According to the EU's statistical service, the bloc's imports from China throughout the year 2020 grew by 5.6 percent year-on-year to EUR383.5 billion (US$465 billion), and exports grew by 2.2 percent to EUR202.5 billion.
At the same time, the trade in goods with the United States, which had topped the EU's trade partners list until early 2020, saw substantial decline in both ways.
The EU also witnessed higher trade volume with the rest of the world in December 2020, up by EUR6.6 billion from the same month in 2019, a first year-on-year increase since it was hit by the pandemic.
The single market suffered a decrease of 9.4 percent in exports of goods and 11.6 percent decrease in imports in 2020. With industries largely affected by the containment measures last year, energy recorded by far the sharpest drop among all sectors, followed by food and drink, raw materials and chemicals.
The Eurostat release on Monday coincided with China's official data published in mid-January, which showed the trade with the EU grew by 5.3 percent to CNY4495.77 billion, or nearly EUR600 billion, in 2020.

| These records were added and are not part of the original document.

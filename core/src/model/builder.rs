#![deny(missing_docs)]

//! # Spec Builder
//!
//! The mutable side of the entity graph. Each collection sits behind its own
//! `RwLock` so data sources may populate types and methods from separate
//! worker threads. [`SpecBuilder::freeze`] drops the locks and hands out the
//! read-only [`ApiSpec`].

use crate::error::{AppError, AppResult};
use crate::grammar::split_array_elements;
use crate::model::data_type::{
    ArrayType, DataType, DataTypeDefinition, ObjectRef, ScalarType,
};
use crate::model::entities::{require_link, require_non_blank, MethodEntity, TypeEntity};
use crate::model::spec::{ApiSpec, Metadata};
use indexmap::IndexMap;
use std::sync::{Arc, RwLock, RwLockReadGuard, RwLockWriteGuard};

/// Collects entities while a data source runs.
#[derive(Default)]
pub struct SpecBuilder {
    meta: RwLock<Metadata>,
    types: RwLock<IndexMap<String, TypeEntity>>,
    methods: RwLock<IndexMap<String, MethodEntity>>,
    data_types: RwLock<IndexMap<String, DataType>>,
}

impl SpecBuilder {
    /// Creates an empty builder.
    pub fn new() -> Self {
        Self::default()
    }

    /// Sets the API version (e.g. `7.1`).
    pub fn set_version(&self, version: &str) -> AppResult<()> {
        require_non_blank("version", version).map_err(AppError::Contract)?;
        write(&self.meta).version = version.to_string();
        Ok(())
    }

    /// Sets the release date as written in the changelog.
    pub fn set_release_date(&self, date: &str) -> AppResult<()> {
        require_non_blank("date", date).map_err(AppError::Contract)?;
        write(&self.meta).release_date = date.to_string();
        Ok(())
    }

    /// Sets the changelog link.
    pub fn set_link(&self, link: &str) -> AppResult<()> {
        require_link("link", link).map_err(AppError::Contract)?;
        write(&self.meta).link = link.to_string();
        Ok(())
    }

    /// The version recorded so far (empty when unset).
    pub fn version(&self) -> String {
        read(&self.meta).version.clone()
    }

    /// Returns the interned definition for `definition`, creating it on first use.
    ///
    /// Array definitions declare their elements recursively. Concurrent
    /// declarations of the same string settle on a single instance.
    pub fn declare_data_type(&self, definition: &str) -> DataType {
        if let Some(existing) = read(&self.data_types).get(definition) {
            return Arc::clone(existing);
        }

        // Built without holding the lock: arrays recurse into this method.
        let created = Arc::new(self.build_definition(definition));

        let mut table = write(&self.data_types);
        Arc::clone(table.entry(definition.to_string()).or_insert(created))
    }

    fn build_definition(&self, definition: &str) -> DataTypeDefinition {
        if definition.starts_with("array") {
            let elements = definition
                .strip_prefix("array<")
                .and_then(|rest| rest.strip_suffix('>'))
                .map(|inner| {
                    split_array_elements(inner)
                        .into_iter()
                        .map(|element| self.declare_data_type(element))
                        .collect()
                })
                .unwrap_or_default();
            return DataTypeDefinition::Array(ArrayType::new(definition.to_string(), elements));
        }

        match ScalarType::from_definition(definition) {
            Some(scalar) => DataTypeDefinition::Scalar(scalar),
            None => DataTypeDefinition::Object(ObjectRef::new(definition)),
        }
    }

    /// Registers a type and resolves the object definition carrying its name.
    pub fn add_type(&self, entity: TypeEntity) -> AppResult<()> {
        require_non_blank("type name", &entity.name).map_err(AppError::Contract)?;

        if let Some(object) = self.declare_data_type(&entity.name).as_object() {
            object.resolve(&entity.name);
        }

        let mut types = write(&self.types);
        if types.contains_key(&entity.name) {
            return Err(AppError::Contract(format!(
                "type '{}' is already registered",
                entity.name
            )));
        }
        tracing::debug!(name = %entity.name, properties = entity.properties.len(), "type registered");
        types.insert(entity.name.clone(), entity);
        Ok(())
    }

    /// Whether a type with this name was registered.
    pub fn has_type(&self, name: &str) -> bool {
        read(&self.types).contains_key(name)
    }

    /// Runs `f` against a registered type.
    pub fn update_type<R>(&self, name: &str, f: impl FnOnce(&mut TypeEntity) -> R) -> Option<R> {
        write(&self.types).get_mut(name).map(f)
    }

    /// Links `child` under `parent`. Both must already be registered.
    pub fn link_child(&self, parent: &str, child: &str) -> AppResult<()> {
        let mut types = write(&self.types);
        if !types.contains_key(parent) || !types.contains_key(child) {
            return Err(AppError::Contract(format!(
                "cannot link '{}' under '{}': both types must be registered",
                child, parent
            )));
        }

        if let Some(entity) = types.get_mut(child) {
            entity.parent = Some(parent.to_string());
        }
        if let Some(entity) = types.get_mut(parent) {
            if !entity.children.iter().any(|c| c == child) {
                entity.children.push(child.to_string());
            }
        }
        Ok(())
    }

    /// Registers a method.
    pub fn add_method(&self, entity: MethodEntity) -> AppResult<()> {
        require_non_blank("method name", &entity.name).map_err(AppError::Contract)?;

        let mut methods = write(&self.methods);
        if methods.contains_key(&entity.name) {
            return Err(AppError::Contract(format!(
                "method '{}' is already registered",
                entity.name
            )));
        }
        tracing::debug!(name = %entity.name, arguments = entity.arguments.len(), "method registered");
        methods.insert(entity.name.clone(), entity);
        Ok(())
    }

    /// Whether a method with this name was registered.
    pub fn has_method(&self, name: &str) -> bool {
        read(&self.methods).contains_key(name)
    }

    /// Consumes the builder, producing the read-only spec.
    pub fn freeze(self) -> ApiSpec {
        ApiSpec::new(
            into_inner(self.meta),
            into_inner(self.types),
            into_inner(self.methods),
            into_inner(self.data_types),
        )
    }
}

// A panic while holding one of these locks leaves plain data behind, so poisoned
// guards are still usable.
fn read<T>(lock: &RwLock<T>) -> RwLockReadGuard<'_, T> {
    lock.read().unwrap_or_else(|poisoned| poisoned.into_inner())
}

fn write<T>(lock: &RwLock<T>) -> RwLockWriteGuard<'_, T> {
    lock.write().unwrap_or_else(|poisoned| poisoned.into_inner())
}

fn into_inner<T>(lock: RwLock<T>) -> T {
    lock.into_inner().unwrap_or_else(|poisoned| poisoned.into_inner())
}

While China's total goods imports and exports expanded 1.9 percent year on year to CNY32.16 trillion (about US$5 trillion) in 2020, hitting a record high, the surge in trade with the EU was more than double the average growth rate.
The result fully speaks for "the strong resilience and importance of China-EU economic and trade cooperation," said Zhang Ming, head of the Chinese Mission to the EU, at a webinar last month with the European thinktank, Friends of Europe.